## REQUIREMENT:
Read through the entries below and return each line with the word "wire".

## INPUT FOR THIS TASK:
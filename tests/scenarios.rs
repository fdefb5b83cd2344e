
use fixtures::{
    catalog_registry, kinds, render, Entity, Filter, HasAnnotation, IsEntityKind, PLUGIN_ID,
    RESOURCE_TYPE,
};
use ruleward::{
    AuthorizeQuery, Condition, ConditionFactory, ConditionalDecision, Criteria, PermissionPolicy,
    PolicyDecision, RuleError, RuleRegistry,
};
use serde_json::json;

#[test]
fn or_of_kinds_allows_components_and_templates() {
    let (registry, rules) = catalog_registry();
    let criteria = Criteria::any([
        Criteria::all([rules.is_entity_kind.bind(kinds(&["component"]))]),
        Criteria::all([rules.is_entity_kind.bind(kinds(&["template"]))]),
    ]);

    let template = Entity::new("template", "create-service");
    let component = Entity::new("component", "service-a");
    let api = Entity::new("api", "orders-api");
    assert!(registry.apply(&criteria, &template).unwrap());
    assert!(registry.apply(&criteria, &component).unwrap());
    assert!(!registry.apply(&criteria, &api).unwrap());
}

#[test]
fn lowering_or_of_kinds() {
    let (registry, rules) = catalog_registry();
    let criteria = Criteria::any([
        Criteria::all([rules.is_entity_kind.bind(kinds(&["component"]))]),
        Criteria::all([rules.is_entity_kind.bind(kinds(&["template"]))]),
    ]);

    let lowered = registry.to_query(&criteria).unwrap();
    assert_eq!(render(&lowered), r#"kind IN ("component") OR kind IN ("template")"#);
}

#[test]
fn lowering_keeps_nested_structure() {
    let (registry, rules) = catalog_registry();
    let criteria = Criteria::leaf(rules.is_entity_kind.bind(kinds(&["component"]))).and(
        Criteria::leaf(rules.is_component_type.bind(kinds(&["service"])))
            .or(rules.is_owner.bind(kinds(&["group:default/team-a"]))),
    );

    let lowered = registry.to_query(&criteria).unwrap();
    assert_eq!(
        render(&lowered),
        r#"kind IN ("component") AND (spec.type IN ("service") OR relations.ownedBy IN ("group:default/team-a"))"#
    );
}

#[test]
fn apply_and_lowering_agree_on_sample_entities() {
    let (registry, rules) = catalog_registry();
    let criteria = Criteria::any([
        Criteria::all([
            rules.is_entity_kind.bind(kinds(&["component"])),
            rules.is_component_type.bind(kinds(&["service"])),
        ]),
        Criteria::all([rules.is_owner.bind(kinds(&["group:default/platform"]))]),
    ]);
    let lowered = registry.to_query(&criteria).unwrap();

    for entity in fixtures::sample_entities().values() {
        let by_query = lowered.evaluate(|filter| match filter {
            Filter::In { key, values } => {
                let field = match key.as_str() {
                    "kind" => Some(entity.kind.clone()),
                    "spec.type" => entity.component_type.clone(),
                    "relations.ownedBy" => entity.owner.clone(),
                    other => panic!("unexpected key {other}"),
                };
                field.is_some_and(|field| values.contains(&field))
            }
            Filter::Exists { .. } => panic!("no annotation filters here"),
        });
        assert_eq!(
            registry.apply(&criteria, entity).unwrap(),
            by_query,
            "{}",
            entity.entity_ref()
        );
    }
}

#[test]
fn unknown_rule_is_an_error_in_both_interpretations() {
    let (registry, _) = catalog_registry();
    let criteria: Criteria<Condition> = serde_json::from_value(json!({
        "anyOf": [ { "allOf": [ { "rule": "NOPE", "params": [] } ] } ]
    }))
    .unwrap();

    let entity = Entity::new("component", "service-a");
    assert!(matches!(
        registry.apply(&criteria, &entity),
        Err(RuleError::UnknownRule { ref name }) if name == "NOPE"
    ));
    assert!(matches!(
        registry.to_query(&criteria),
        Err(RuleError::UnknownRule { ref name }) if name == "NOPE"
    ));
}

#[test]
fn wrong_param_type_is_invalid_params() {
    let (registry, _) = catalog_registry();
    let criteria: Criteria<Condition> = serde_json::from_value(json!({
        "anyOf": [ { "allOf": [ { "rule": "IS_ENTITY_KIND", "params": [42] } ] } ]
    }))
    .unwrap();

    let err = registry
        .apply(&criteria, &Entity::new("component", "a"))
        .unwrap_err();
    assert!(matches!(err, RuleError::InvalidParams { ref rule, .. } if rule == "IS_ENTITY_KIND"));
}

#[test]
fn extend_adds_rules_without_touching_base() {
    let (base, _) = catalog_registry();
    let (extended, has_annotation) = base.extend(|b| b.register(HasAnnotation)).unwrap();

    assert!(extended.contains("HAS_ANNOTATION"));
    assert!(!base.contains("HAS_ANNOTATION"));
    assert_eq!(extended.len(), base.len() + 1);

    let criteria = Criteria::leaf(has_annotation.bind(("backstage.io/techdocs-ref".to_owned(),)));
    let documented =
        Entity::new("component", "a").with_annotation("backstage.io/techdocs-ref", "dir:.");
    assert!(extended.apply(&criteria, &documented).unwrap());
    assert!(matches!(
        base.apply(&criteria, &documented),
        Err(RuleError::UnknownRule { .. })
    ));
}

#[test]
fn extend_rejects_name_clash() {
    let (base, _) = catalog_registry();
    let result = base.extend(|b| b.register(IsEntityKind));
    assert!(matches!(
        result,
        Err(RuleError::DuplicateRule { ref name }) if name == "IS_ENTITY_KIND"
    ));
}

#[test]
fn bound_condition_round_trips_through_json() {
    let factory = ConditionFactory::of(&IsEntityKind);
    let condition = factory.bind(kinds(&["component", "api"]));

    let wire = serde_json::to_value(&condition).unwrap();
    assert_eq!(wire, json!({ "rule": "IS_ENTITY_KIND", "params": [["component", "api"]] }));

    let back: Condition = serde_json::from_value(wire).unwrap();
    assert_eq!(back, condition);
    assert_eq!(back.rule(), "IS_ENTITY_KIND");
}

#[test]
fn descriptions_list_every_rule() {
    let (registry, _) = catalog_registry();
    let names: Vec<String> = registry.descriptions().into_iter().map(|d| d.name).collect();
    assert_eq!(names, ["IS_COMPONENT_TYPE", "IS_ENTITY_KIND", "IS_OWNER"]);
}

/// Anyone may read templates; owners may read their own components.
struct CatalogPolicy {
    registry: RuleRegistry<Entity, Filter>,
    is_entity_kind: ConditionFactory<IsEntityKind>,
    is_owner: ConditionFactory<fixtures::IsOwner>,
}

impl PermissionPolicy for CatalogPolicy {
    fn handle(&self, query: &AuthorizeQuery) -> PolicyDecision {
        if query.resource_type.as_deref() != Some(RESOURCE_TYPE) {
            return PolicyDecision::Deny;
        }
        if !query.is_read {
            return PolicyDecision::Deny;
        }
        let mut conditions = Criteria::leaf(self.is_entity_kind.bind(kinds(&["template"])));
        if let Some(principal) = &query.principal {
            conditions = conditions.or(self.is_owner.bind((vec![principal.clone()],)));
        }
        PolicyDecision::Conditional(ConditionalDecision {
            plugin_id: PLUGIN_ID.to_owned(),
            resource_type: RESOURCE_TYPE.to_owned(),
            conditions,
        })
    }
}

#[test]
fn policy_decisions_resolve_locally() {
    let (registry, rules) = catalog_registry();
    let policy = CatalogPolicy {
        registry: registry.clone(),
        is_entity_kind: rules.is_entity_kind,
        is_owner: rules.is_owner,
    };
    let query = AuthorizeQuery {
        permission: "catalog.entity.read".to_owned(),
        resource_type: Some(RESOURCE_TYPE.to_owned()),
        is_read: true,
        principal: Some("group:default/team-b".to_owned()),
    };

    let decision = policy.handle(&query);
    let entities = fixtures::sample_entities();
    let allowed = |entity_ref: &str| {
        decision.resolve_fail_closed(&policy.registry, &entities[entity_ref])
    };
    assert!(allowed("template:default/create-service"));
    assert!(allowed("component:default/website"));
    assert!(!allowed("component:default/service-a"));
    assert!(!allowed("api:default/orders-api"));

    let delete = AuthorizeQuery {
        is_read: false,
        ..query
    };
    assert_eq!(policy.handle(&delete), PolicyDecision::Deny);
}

## EXERCISE ANSWER:
    let wire = serde_json::to_value(&condition).unwrap();
    assert_eq!(wire, json!({ "rule": "IS_ENTITY_KIND", "params": [["component", "api"]] }));
    let back: Condition = serde_json::from_value(wire).unwrap();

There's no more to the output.